* _Exercise materials_:
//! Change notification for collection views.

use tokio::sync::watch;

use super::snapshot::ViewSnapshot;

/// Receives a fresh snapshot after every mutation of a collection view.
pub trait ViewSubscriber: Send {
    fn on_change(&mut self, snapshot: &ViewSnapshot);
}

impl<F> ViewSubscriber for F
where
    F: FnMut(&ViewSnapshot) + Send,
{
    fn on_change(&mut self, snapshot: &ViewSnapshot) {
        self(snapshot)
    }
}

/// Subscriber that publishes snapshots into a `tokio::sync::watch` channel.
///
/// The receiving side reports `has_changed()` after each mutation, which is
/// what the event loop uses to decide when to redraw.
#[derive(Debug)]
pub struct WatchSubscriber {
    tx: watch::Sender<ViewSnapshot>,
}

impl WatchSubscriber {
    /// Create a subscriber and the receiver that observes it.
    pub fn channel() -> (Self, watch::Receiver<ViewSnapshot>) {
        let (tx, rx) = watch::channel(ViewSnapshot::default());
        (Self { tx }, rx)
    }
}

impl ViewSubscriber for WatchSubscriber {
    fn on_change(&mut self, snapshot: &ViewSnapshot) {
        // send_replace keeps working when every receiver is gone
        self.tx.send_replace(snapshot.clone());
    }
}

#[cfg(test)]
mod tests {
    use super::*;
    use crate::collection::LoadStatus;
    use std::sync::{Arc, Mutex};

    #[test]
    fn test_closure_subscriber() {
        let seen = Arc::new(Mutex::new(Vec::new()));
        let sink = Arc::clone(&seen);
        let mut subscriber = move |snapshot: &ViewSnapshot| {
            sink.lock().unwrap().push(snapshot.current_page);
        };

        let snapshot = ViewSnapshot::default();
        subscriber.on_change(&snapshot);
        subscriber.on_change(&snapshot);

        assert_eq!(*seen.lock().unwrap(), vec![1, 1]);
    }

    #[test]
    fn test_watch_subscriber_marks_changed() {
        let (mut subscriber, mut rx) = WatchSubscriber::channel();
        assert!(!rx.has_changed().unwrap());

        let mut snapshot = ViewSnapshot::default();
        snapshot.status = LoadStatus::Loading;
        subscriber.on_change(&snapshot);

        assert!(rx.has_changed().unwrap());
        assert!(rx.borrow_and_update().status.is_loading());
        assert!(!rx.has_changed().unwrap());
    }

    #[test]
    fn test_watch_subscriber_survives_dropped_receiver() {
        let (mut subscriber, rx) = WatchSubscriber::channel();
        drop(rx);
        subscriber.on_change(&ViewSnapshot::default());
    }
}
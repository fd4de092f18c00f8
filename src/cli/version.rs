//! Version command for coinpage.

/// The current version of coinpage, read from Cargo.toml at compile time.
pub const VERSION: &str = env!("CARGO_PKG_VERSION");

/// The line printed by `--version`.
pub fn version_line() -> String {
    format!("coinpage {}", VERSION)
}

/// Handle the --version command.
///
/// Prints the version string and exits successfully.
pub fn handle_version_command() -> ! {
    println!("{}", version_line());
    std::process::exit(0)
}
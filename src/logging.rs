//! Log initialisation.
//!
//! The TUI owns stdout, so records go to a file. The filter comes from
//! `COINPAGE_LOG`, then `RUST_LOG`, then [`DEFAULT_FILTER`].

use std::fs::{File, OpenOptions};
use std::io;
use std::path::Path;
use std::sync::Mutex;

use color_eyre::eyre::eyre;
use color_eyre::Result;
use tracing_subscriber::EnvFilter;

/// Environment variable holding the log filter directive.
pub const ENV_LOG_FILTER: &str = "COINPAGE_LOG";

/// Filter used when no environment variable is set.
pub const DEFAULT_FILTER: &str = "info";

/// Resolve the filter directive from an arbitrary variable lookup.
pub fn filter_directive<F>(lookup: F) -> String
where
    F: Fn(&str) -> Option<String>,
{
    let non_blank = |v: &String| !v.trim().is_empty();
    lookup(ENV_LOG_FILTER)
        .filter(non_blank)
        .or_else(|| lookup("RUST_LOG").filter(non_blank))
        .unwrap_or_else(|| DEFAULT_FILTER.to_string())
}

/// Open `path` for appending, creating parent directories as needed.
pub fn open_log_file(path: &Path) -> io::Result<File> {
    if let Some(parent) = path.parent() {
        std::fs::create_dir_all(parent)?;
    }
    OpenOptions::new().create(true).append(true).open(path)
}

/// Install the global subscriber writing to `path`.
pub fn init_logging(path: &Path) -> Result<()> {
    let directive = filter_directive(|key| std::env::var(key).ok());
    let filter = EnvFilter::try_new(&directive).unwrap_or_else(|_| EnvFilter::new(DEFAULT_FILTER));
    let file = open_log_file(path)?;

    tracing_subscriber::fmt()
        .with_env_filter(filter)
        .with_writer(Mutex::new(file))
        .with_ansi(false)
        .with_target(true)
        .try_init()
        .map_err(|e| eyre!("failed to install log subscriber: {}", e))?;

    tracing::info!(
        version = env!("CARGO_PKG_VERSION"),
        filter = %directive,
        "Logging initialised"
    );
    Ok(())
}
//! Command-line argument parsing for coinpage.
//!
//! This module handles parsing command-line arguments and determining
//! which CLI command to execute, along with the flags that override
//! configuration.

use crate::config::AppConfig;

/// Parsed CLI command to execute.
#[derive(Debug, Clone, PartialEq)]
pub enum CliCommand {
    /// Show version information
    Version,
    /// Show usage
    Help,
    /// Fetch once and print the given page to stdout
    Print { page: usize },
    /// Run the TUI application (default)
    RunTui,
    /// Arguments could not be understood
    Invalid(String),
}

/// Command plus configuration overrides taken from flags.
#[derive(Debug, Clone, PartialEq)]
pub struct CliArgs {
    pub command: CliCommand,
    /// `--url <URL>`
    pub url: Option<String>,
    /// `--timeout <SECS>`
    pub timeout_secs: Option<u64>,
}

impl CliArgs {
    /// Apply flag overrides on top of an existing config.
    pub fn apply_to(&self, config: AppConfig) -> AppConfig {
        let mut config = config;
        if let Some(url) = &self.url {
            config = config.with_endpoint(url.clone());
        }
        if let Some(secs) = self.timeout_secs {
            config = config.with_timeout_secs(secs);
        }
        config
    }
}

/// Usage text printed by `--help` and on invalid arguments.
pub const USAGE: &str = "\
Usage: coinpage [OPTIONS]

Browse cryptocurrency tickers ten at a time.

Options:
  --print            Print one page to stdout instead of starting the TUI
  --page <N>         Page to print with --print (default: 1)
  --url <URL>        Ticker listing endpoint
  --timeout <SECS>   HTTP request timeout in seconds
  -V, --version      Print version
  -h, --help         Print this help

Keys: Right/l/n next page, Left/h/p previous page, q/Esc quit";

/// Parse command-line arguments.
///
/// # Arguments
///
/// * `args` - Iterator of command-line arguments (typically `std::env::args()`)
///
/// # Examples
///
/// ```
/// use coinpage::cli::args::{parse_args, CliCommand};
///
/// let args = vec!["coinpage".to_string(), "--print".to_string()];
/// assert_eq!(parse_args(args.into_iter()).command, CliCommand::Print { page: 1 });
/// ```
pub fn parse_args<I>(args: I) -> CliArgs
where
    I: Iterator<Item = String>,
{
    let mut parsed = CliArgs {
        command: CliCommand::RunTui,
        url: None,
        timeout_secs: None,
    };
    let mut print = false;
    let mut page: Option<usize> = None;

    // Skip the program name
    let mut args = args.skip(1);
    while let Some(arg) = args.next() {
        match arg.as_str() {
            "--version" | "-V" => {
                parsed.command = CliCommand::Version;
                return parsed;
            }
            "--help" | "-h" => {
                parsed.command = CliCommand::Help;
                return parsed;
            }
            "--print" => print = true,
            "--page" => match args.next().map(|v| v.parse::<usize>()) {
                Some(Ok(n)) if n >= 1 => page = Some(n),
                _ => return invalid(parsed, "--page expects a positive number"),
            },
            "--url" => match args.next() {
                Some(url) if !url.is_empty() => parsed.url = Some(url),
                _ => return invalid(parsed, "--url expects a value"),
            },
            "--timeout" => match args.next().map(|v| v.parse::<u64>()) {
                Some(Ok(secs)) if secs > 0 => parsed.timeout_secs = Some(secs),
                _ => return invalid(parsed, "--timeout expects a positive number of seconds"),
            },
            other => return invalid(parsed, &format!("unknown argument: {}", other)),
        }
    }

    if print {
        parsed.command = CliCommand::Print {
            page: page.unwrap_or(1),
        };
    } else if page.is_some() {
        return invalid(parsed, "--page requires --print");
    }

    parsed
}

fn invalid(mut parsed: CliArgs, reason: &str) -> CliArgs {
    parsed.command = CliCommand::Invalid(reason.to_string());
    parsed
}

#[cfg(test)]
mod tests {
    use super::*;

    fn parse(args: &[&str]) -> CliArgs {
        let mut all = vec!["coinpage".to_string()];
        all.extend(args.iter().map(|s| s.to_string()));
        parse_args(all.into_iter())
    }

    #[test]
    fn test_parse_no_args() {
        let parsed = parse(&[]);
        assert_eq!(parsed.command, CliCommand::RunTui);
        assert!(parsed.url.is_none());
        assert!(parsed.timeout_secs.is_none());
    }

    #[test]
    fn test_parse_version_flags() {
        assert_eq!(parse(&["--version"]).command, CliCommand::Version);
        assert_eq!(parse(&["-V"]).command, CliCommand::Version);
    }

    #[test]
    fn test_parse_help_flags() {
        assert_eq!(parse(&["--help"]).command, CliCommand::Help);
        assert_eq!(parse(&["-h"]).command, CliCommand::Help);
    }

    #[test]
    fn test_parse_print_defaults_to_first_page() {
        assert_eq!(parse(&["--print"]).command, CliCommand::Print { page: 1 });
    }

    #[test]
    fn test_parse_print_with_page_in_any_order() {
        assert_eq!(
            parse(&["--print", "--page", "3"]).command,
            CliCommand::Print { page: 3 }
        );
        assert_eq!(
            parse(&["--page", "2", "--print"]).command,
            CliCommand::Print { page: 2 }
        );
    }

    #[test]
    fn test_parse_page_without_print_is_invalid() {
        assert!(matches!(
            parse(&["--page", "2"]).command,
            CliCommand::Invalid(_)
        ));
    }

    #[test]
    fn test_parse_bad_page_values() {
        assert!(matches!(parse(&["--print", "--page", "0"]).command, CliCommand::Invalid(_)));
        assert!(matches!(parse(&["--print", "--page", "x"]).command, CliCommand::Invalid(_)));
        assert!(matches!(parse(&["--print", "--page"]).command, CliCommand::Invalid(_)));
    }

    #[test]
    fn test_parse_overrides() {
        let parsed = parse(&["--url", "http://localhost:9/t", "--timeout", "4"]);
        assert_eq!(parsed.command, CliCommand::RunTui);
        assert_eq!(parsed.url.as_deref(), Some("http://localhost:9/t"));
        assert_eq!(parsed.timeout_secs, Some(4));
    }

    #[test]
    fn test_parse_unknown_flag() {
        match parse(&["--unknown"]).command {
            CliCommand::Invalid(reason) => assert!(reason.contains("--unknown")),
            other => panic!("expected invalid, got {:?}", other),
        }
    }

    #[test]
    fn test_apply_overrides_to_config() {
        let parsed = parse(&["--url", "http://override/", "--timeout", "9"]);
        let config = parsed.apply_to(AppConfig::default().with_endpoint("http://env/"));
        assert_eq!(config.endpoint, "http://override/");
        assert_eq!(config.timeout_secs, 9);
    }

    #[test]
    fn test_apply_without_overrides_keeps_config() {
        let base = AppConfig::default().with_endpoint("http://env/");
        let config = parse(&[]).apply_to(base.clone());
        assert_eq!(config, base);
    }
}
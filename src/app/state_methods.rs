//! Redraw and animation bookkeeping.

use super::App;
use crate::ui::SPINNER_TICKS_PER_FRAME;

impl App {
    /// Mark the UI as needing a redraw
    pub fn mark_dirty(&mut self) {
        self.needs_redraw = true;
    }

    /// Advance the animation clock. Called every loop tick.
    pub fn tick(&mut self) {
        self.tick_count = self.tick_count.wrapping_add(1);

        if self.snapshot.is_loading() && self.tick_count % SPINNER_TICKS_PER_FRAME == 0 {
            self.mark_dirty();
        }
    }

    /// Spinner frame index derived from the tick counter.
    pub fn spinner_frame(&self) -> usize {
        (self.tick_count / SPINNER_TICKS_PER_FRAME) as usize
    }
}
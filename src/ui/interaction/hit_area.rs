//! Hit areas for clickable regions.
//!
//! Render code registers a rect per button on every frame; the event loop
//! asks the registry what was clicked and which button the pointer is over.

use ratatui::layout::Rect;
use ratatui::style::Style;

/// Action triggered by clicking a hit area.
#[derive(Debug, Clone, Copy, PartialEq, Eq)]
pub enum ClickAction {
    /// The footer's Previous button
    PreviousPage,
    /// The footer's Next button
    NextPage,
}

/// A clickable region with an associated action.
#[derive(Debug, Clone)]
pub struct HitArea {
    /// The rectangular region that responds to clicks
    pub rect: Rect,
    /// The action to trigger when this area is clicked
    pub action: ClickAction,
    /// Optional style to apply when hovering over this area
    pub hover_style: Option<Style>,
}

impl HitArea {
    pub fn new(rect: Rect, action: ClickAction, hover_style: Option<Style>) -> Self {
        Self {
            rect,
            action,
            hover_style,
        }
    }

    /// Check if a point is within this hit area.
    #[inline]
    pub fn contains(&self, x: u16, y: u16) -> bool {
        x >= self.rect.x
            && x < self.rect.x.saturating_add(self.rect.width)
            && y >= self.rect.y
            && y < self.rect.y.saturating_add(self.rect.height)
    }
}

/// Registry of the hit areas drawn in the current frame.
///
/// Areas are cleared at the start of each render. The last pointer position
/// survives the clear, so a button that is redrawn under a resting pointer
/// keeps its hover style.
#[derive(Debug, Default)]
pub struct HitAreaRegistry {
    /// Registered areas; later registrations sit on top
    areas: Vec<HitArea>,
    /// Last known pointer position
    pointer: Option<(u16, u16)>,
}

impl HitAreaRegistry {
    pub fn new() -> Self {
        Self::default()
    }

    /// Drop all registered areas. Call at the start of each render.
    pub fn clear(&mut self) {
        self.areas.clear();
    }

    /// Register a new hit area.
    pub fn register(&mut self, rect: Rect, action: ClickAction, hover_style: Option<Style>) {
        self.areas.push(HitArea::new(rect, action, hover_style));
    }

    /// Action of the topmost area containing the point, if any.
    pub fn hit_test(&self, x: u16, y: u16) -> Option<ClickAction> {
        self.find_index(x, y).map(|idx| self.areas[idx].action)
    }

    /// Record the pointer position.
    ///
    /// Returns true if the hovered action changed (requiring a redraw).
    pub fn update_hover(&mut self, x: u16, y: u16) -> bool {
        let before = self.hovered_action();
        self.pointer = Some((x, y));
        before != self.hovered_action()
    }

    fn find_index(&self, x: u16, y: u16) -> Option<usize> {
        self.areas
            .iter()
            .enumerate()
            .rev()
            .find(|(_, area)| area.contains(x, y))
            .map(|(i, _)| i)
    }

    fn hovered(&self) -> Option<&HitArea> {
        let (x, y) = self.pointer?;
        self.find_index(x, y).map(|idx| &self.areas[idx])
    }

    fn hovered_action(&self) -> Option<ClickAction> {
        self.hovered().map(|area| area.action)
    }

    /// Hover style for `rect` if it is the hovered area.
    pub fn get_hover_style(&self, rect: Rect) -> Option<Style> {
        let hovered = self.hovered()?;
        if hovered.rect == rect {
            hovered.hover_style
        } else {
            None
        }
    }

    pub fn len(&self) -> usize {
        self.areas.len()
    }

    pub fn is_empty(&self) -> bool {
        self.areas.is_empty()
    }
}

* _Prompt_: Scan the material above for the string "Iterator" and report each line where you find it.

* _Task response_:
/// * `args` - Iterator of command-line arguments (typically `std::env::args()`)
    I: Iterator<Item = String>,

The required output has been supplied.